Publié le 15/07/1999 par Jean-Michel Vlaeminckx / Catégorie: Événement

Entre Malpertuis et Mata Hari

Sofidoc a la cinquantaine qui se porte bien. Créée en 1947 par Gérard Deboe et Victor Thomas, cette société a produit de nombreux films documentaires et quelques-unes des grandes fictions du cinéma belge (Malpertuis d'Harry Kümel ou Les Gommes, le très beau et très méconnu long métrage que Lucien Deroisy a réalisé d'après le roman éponyme d'Alain Robbe-Grillet).

Sofidoc a la cinquantaine

L'anniversaire a été célébré le 11 juin dernier à l'Arenberg-Galeries par la projection d'un best off des films produits par Sofidoc, suivie de la première d'Entre Flore et Thalie, le nouveau film de Françoise Levie. Celle-ci nous conte l'aventure des Galeries Saint-Hubert. Situé au coeur de Bruxelles, à deux pas de la Grand Place, ce lieu construit par Cluysenaar au siècle dernier, dans le style de la Renaissance florentine, abrite une soixantaine d'ateliers et d'appartements. Nous y croisons Boris Lehman (pour rester cinéma) qui a installé son quartier général à Mokafé, Frédéric Flamand, Wim Mertens et Philippe Catherine (superbe plan, où l'on voit le guitariste jouer la nuit à l'intérieur de la librairie Tropismes, qui était dans les années 60 le Blue Note de Benoît Quersin) mais aussi l'Arenberg-Galeries dont une ancienne employée règle les conflits entre lycéens ou noceurs attardés dans la Galerie à coups de sifflet, de la fenêtre de son appartement.

Pierre Levie

Pierre Levie s'est joint aux destinées de Sofidoc assez tôt puis en 1971, en a pris la direction. Grand, les cheveux blancs, pantalon beige, veste marron, chemise ouverte, il a l'élégance naturelle d'un gentleman. A côté de lui, Sophie, sa plus jeune fille (l'aînée, Françoise, a une douzaine de films à son palmarès) devenue, à son tour productrice, l'accompagne dans l'aventure du cinématographe. Lorsqu'il parle, il a la voix chaude, le débit tempéré, ne prononce jamais un mot plus haut que l'autre.

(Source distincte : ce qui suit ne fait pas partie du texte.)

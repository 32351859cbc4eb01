//! Data structures for probemap.
//!
//! All implementations adhere to the project requirements:
//! - No unsafe code
//! - Fixed memory footprint decided at construction
//! - Bounded work per operation

pub mod probing_table;

// Re-export common data structures
pub use probing_table::{ProbingTable, ProbingTableError, SharedProbingTable};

"Au début, je n'étais pas l'actionnaire majoritaire. J'intervenais assez peu jusqu'à la séparation qui a été acquise parce que la tendance Thomas-Thys voulait faire Malpertuis avec l'argent du Ministère de la Culture et de quelques autres alors que j'avais la possibilité d'avoir Orson Welles et que je trouvais plus intéressant de passer un contrat avec les Artistes Associés. Ce qui a été fait. On s'est donc séparés à l'amiable."

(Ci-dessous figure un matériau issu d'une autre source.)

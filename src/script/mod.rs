//! Table operations given as text.
//!
//! The command-line tool drives a probing table with a small operation
//! language, one operation per argument:
//!
//! | Operation        | Effect                           |
//! |------------------|----------------------------------|
//! | `set:key=value`  | [`ProbingTable::set`]            |
//! | `get:key`        | [`ProbingTable::get`]            |
//! | `del:key`        | [`ProbingTable::delete`]         |
//! | `locate:key`     | [`ProbingTable::locate`]         |
//!
//! The key is everything between the first `:` and, for `set`, the first `=`,
//! so `get:` looks up the empty key. A verb with no `:` carries no key at all,
//! and `set:key` without `=` carries no value. Those parse, and are refused
//! by the table when applied.

use std::fmt::{Display, Formatter};
use std::str::FromStr;

use serde::Serialize;
use tracing::debug;

use crate::data_structures::probing_table::{KeyHasher, ProbingTable};
use crate::error::script::ScriptError;
use crate::error::ProbemapResult;

/// A single parsed table operation.
#[derive(Debug, Clone, PartialEq, Eq)]
pub enum Operation {
    /// Insert `value` under `key`.
    Set {
        key: Option<String>,
        value: Option<String>,
    },
    /// Look up `key`.
    Get { key: Option<String> },
    /// Remove `key`.
    Delete { key: Option<String> },
    /// Report the slot holding `key`.
    Locate { key: Option<String> },
}

impl FromStr for Operation {
    type Err = ScriptError;

    fn from_str(s: &str) -> Result<Self, Self::Err> {
        let (verb, rest) = match s.split_once(':') {
            Some((verb, rest)) => (verb, Some(rest)),
            None => (s, None),
        };
        let key = rest.map(str::to_string);

        match verb {
            "set" => {
                let (key, value) = match rest.map(|rest| rest.split_once('=')) {
                    Some(Some((key, value))) => (Some(key.to_string()), Some(value.to_string())),
                    Some(None) => (key, None),
                    None => (None, None),
                };
                Ok(Operation::Set { key, value })
            }
            "get" => Ok(Operation::Get { key }),
            "del" | "delete" => Ok(Operation::Delete { key }),
            "locate" => Ok(Operation::Locate { key }),
            other => Err(ScriptError::UnknownVerb(other.to_string())),
        }
    }
}

/// Result of applying one [`Operation`].
#[derive(Debug, Clone, PartialEq, Eq, Serialize)]
#[serde(tag = "op", rename_all = "lowercase")]
pub enum Outcome {
    Set { key: String, inserted: bool },
    Get { key: String, value: Option<String> },
    Delete { key: String, removed: Option<String> },
    Locate { key: String, index: Option<usize> },
}

impl Display for Outcome {
    fn fmt(&self, f: &mut Formatter<'_>) -> std::fmt::Result {
        match self {
            Outcome::Set { key, inserted } => {
                let status = if *inserted { "inserted" } else { "rejected" };
                write!(f, "set {key}: {status}")
            }
            Outcome::Get { key, value } => match value {
                Some(value) => write!(f, "get {key}: {value}"),
                None => write!(f, "get {key}: not found"),
            },
            Outcome::Delete { key, removed } => match removed {
                Some(value) => write!(f, "del {key}: removed {value}"),
                None => write!(f, "del {key}: not found"),
            },
            Outcome::Locate { key, index } => match index {
                Some(index) => write!(f, "locate {key}: slot {index}"),
                None => write!(f, "locate {key}: not found"),
            },
        }
    }
}

/// Parses every operation, failing on the first malformed one.
pub fn parse_all<I, S>(operations: I) -> Result<Vec<Operation>, ScriptError>
where
    I: IntoIterator<Item = S>,
    S: AsRef<str>,
{
    operations
        .into_iter()
        .map(|operation| operation.as_ref().parse())
        .collect()
}

impl Operation {
    /// Applies this operation to `table`.
    ///
    /// # Errors
    ///
    /// Propagates table misuse, such as a missing key or value.
    pub fn apply<S: KeyHasher>(
        self,
        table: &mut ProbingTable<String, S>,
    ) -> ProbemapResult<Outcome> {
        let outcome = match self {
            Operation::Set { key, value } => {
                let inserted = table.try_set(key.as_deref(), value)?;
                Outcome::Set {
                    key: key.unwrap_or_default(),
                    inserted,
                }
            }
            Operation::Get { key } => {
                let value = table.try_get(key.as_deref())?.cloned();
                Outcome::Get {
                    key: key.unwrap_or_default(),
                    value,
                }
            }
            Operation::Delete { key } => {
                let removed = table.try_delete(key.as_deref())?;
                Outcome::Delete {
                    key: key.unwrap_or_default(),
                    removed,
                }
            }
            Operation::Locate { key } => {
                let index = table.try_locate(key.as_deref())?;
                Outcome::Locate {
                    key: key.unwrap_or_default(),
                    index,
                }
            }
        };
        debug!(%outcome, "Applied operation");
        Ok(outcome)
    }
}

/// Applies `operations` in order, stopping at the first error.
pub fn run<S: KeyHasher>(
    table: &mut ProbingTable<String, S>,
    operations: Vec<Operation>,
) -> ProbemapResult<Vec<Outcome>> {
    operations
        .into_iter()
        .map(|operation| operation.apply(table))
        .collect()
}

Il a un sourire malicieux lorsqu'il évoque ces années d'après-guerre où produire un films de long métrage de fiction en Belgique était plus qu'un défi, une sorte de folie. Derrière ses yeux pétillants et rieurs on devine le joueur, l'amateur de coups de poker, l'homme passionné par un métier où l'on côtoie des artistes habités, des personnages flamboyants ou extravagants et parfois même des escrocs pleins de charme.

Vieille Halle aux Blés

"Par ailleurs, j'avais déja Sodep et Pierre Levie Productions ainsi qu' un plateau et des studios à la Vieille Halle aux Blés. En 1958 on avait produit Vive le duc, avec Francis Blanche et Marie-José Nat, qui s'est tourné à Woluwé-Saint-Lambert, autour du Jeu de Marie la Misérable de Michel de Ghelderode."


"Puis on a produit Il y a un train toutes les heures, le premier long métrage d'André Cavens, qui était un ami, ainsi que ses deux courts métrages dont l'un, Jazz Obsesssion, s'est tourné dans une boîte, ici, à Bruxelles. Il pleut dans ma maison, de Pierre Laroche, le premier film belge en couleurs, a été un film très difficile à produire. Il ne restait qu'une queue de budget au Ministère (1.600.000 francs). On a donc fait le film dans des conditions difficiles."

Kümel

"On avait travaillé avec Kümel sur Monsieur Hawarden. J'avais énormément aimé ce film plein de mystère. Kümel est arrivé chez moi avec l'idée d'adapter un roman de Jean Ray, Malpertuis. Ç'a été une suite de moments d'enthousiasme et de moments extrêmement difficiles parce que c'était un sujet baroque, débridé. Ce genre de film ne supporte pas un petit budget. On a donc fait une grosse production avec un budget insuffisant de 35.000.000 de francs, ce qui à l'époque était considérable, et une vente aux Artistes Associés, les distributeurs américains. Nous sommes entrés en co-production avec la France, ce qui nous a permis cette distribution extrêmement brillante (Orson Welles, Michel Bouquet, Sylvie Vartan, Johnny Halliday, etc.).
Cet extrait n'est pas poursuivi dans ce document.